Excerpts from a dataset
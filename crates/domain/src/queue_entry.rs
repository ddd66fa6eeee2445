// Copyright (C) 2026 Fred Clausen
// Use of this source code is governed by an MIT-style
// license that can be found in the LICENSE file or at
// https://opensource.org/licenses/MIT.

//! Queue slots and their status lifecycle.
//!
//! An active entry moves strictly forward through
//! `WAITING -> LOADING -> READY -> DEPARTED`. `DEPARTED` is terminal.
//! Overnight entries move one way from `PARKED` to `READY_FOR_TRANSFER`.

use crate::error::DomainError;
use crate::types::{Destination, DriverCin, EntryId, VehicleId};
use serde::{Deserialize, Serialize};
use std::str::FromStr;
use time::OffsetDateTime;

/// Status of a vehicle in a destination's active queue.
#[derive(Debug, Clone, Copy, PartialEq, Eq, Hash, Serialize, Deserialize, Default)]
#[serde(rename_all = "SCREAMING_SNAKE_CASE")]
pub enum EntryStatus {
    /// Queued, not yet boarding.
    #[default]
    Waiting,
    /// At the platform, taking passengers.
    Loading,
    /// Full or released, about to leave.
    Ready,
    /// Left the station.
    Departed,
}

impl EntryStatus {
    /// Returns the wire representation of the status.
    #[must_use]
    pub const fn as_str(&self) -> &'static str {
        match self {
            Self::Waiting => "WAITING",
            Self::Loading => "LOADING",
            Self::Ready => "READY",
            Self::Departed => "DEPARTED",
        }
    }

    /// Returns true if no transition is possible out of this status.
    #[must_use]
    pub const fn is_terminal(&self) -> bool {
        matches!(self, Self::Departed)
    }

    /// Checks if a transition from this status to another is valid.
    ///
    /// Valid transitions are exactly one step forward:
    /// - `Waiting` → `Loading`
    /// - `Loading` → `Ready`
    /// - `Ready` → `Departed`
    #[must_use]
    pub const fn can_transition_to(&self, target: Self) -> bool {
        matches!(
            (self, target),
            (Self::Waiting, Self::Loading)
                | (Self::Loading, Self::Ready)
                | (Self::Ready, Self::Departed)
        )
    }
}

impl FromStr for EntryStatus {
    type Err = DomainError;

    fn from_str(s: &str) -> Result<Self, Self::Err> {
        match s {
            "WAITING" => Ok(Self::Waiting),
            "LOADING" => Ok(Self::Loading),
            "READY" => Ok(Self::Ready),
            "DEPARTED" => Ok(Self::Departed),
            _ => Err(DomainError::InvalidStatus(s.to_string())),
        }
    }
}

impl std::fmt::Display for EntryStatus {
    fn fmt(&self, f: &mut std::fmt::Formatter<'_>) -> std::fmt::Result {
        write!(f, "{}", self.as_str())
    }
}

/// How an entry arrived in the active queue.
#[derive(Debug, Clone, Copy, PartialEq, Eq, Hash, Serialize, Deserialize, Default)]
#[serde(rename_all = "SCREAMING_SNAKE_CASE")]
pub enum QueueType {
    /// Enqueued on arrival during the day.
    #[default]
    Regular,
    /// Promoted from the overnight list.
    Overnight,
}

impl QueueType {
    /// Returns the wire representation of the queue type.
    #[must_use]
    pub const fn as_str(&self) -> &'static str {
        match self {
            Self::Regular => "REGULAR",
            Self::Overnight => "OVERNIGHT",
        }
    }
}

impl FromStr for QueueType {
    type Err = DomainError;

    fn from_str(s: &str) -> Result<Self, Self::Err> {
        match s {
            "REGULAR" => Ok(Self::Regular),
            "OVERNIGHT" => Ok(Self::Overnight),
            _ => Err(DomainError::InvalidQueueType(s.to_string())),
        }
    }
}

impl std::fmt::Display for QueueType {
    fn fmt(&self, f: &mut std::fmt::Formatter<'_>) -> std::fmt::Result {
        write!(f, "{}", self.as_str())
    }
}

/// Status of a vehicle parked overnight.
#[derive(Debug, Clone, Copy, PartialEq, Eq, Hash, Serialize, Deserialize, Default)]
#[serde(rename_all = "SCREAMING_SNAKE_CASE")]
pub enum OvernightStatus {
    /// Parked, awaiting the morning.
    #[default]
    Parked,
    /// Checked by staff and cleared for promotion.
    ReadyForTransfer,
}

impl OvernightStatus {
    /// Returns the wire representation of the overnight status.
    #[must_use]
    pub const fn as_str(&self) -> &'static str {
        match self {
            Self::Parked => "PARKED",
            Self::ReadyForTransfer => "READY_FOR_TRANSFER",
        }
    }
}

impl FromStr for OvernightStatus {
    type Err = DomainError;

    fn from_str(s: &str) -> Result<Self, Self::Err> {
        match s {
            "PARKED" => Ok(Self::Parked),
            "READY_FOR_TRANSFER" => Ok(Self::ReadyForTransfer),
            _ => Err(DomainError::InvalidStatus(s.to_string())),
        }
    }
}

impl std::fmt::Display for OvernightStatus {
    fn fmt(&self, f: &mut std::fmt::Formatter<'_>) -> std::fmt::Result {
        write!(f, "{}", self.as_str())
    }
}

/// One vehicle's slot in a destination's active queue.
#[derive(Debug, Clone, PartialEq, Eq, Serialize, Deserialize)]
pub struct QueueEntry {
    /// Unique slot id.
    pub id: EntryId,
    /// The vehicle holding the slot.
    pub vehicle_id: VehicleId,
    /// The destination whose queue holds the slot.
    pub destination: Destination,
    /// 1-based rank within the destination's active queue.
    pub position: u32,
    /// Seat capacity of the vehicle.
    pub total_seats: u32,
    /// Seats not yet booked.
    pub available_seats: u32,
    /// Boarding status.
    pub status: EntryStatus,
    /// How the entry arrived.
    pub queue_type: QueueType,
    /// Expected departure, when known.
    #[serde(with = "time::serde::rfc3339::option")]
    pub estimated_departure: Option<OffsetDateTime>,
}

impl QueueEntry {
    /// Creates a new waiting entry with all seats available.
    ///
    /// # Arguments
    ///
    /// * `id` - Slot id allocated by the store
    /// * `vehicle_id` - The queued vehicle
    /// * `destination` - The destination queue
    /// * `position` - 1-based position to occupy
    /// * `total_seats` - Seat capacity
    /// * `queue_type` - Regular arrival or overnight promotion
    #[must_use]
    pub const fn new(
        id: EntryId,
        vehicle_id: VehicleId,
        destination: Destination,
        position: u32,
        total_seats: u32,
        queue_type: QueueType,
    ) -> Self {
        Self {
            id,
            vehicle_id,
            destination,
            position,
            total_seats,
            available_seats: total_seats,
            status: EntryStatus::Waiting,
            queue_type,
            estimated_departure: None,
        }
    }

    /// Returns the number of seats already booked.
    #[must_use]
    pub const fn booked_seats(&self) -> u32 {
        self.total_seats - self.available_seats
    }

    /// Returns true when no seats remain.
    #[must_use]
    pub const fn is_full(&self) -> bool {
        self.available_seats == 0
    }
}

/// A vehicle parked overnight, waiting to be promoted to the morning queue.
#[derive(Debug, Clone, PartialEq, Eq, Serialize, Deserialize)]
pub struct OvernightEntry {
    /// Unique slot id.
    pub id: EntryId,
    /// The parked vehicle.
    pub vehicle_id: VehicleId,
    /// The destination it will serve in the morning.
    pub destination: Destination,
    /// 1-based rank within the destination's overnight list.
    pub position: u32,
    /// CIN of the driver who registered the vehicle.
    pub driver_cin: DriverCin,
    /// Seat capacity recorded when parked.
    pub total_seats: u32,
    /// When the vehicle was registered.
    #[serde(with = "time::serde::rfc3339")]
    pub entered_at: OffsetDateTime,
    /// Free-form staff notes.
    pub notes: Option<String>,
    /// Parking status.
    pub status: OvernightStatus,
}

## DIRECTIONS FOR THIS TASK
Set down the entries verbatim, leaving none out.

## ANSWER SPACE
filename crates/domain/src/queue_entry.rs
repository ddd66fa6eeee2445
// Copyright (C) 2026 Fred Clausen
// Use of this source code is governed by an MIT-style
// license that can be found in the LICENSE file or at
// https://opensource.org/licenses/MIT.

//! Queue slots and their status lifecycle.
//!
//! An active entry moves strictly forward through
//! `WAITING -> LOADING -> READY -> DEPARTED`. `DEPARTED` is terminal.
//! Overnight entries move one way from `PARKED` to `READY_FOR_TRANSFER`.

use crate::error::DomainError;
use crate::types::{Destination, DriverCin, EntryId, VehicleId};
use serde::{Deserialize, Serialize};
use std::str::FromStr;
use time::OffsetDateTime;

/// Status of a vehicle in a destination's active queue.
#[derive(Debug, Clone, Copy, PartialEq, Eq, Hash, Serialize, Deserialize, Default)]
#[serde(rename_all = "SCREAMING_SNAKE_CASE")]
pub enum EntryStatus {
    /// Queued, not yet boarding.
    #[default]
    Waiting,
    /// At the platform, taking passengers.
    Loading,
    /// Full or released, about to leave.
    Ready,
    /// Left the station.
    Departed,
}

impl EntryStatus {
    /// Returns the wire representation of the status.
    #[must_use]
    pub const fn as_str(&self) -> &'static str {
        match self {
            Self::Waiting => "WAITING",
            Self::Loading => "LOADING",
            Self::Ready => "READY",
            Self::Departed => "DEPARTED",
        }
    }

    /// Returns true if no transition is possible out of this status.
    #[must_use]
    pub const fn is_terminal(&self) -> bool {
        matches!(self, Self::Departed)
    }

    /// Checks if a transition from this status to another is valid.
    ///
    /// Valid transitions are exactly one step forward:
    /// - `Waiting` → `Loading`
    /// - `Loading` → `Ready`
    /// - `Ready` → `Departed`
    #[must_use]
    pub const fn can_transition_to(&self, target: Self) -> bool {
        matches!(
            (self, target),
            (Self::Waiting, Self::Loading)
                | (Self::Loading, Self::Ready)
                | (Self::Ready, Self::Departed)
        )
    }
}

impl FromStr for EntryStatus {
    type Err = DomainError;

    fn from_str(s: &str) -> Result<Self, Self::Err> {
        match s {
            "WAITING" => Ok(Self::Waiting),
            "LOADING" => Ok(Self::Loading),
            "READY" => Ok(Self::Ready),
            "DEPARTED" => Ok(Self::Departed),
            _ => Err(DomainError::InvalidStatus(s.to_string())),
        }
    }
}

impl std::fmt::Display for EntryStatus {
    fn fmt(&self, f: &mut std::fmt::Formatter<'_>) -> std::fmt::Result {
        write!(f, "{}", self.as_str())
    }
}

/// How an entry arrived in the active queue.
#[derive(Debug, Clone, Copy, PartialEq, Eq, Hash, Serialize, Deserialize, Default)]
#[serde(rename_all = "SCREAMING_SNAKE_CASE")]
pub enum QueueType {
    /// Enqueued on arrival during the day.
    #[default]
    Regular,
    /// Promoted from the overnight list.
    Overnight,
}

impl QueueType {
    /// Returns the wire representation of the queue type.
    #[must_use]
    pub const fn as_str(&self) -> &'static str {
        match self {
            Self::Regular => "REGULAR",
            Self::Overnight => "OVERNIGHT",
        }
    }
}

impl FromStr for QueueType {
    type Err = DomainError;

    fn from_str(s: &str) -> Result<Self, Self::Err> {
        match s {
            "REGULAR" => Ok(Self::Regular),
            "OVERNIGHT" => Ok(Self::Overnight),
            _ => Err(DomainError::InvalidQueueType(s.to_string())),
        }
    }
}

impl std::fmt::Display for QueueType {
    fn fmt(&self, f: &mut std::fmt::Formatter<'_>) -> std::fmt::Result {
        write!(f, "{}", self.as_str())
    }
}

/// Status of a vehicle parked overnight.
#[derive(Debug, Clone, Copy, PartialEq, Eq, Hash, Serialize, Deserialize, Default)]
#[serde(rename_all = "SCREAMING_SNAKE_CASE")]
pub enum OvernightStatus {
    /// Parked, awaiting the morning.
    #[default]
    Parked,
    /// Checked by staff and cleared for promotion.
    ReadyForTransfer,
}

impl OvernightStatus {
    /// Returns the wire representation of the overnight status.
    #[must_use]
    pub const fn as_str(&self) -> &'static str {
        match self {
            Self::Parked => "PARKED",
            Self::ReadyForTransfer => "READY_FOR_TRANSFER",
        }
    }
}

impl FromStr for OvernightStatus {
    type Err = DomainError;

    fn from_str(s: &str) -> Result<Self, Self::Err> {
        match s {
            "PARKED" => Ok(Self::Parked),
            "READY_FOR_TRANSFER" => Ok(Self::ReadyForTransfer),
            _ => Err(DomainError::InvalidStatus(s.to_string())),
        }
    }
}

impl std::fmt::Display for OvernightStatus {
    fn fmt(&self, f: &mut std::fmt::Formatter<'_>) -> std::fmt::Result {
        write!(f, "{}", self.as_str())
    }
}

/// One vehicle's slot in a destination's active queue.
#[derive(Debug, Clone, PartialEq, Eq, Serialize, Deserialize)]
pub struct QueueEntry {
    /// Unique slot id.
    pub id: EntryId,
    /// The vehicle holding the slot.
    pub vehicle_id: VehicleId,
    /// The destination whose queue holds the slot.
    pub destination: Destination,
    /// 1-based rank within the destination's active queue.
    pub position: u32,
    /// Seat capacity of the vehicle.
    pub total_seats: u32,
    /// Seats not yet booked.
    pub available_seats: u32,
    /// Boarding status.
    pub status: EntryStatus,
    /// How the entry arrived.
    pub queue_type: QueueType,
    /// Expected departure, when known.
    #[serde(with = "time::serde::rfc3339::option")]
    pub estimated_departure: Option<OffsetDateTime>,
}

impl QueueEntry {
    /// Creates a new waiting entry with all seats available.
    ///
    /// # Arguments
    ///
    /// * `id` - Slot id allocated by the store
    /// * `vehicle_id` - The queued vehicle
    /// * `destination` - The destination queue
    /// * `position` - 1-based position to occupy
    /// * `total_seats` - Seat capacity
    /// * `queue_type` - Regular arrival or overnight promotion
    #[must_use]
    pub const fn new(
        id: EntryId,
        vehicle_id: VehicleId,
        destination: Destination,
        position: u32,
        total_seats: u32,
        queue_type: QueueType,
    ) -> Self {
        Self {
            id,
            vehicle_id,
            destination,
            position,
            total_seats,
            available_seats: total_seats,
            status: EntryStatus::Waiting,
            queue_type,
            estimated_departure: None,
        }
    }

    /// Returns the number of seats already booked.
    #[must_use]
    pub const fn booked_seats(&self) -> u32 {
        self.total_seats - self.available_seats
    }

    /// Returns true when no seats remain.
    #[must_use]
    pub const fn is_full(&self) -> bool {
        self.available_seats == 0
    }
}

/// A vehicle parked overnight, waiting to be promoted to the morning queue.
#[derive(Debug, Clone, PartialEq, Eq, Serialize, Deserialize)]
pub struct OvernightEntry {
    /// Unique slot id.
    pub id: EntryId,
    /// The parked vehicle.
    pub vehicle_id: VehicleId,
    /// The destination it will serve in the morning.
    pub destination: Destination,
    /// 1-based rank within the destination's overnight list.
    pub position: u32,
    /// CIN of the driver who registered the vehicle.
    pub driver_cin: DriverCin,
    /// Seat capacity recorded when parked.
    pub total_seats: u32,
    /// When the vehicle was registered.
    #[serde(with = "time::serde::rfc3339")]
    pub entered_at: OffsetDateTime,
    /// Free-form staff notes.
    pub notes: Option<String>,
    /// Parking status.
    pub status: OvernightStatus,
}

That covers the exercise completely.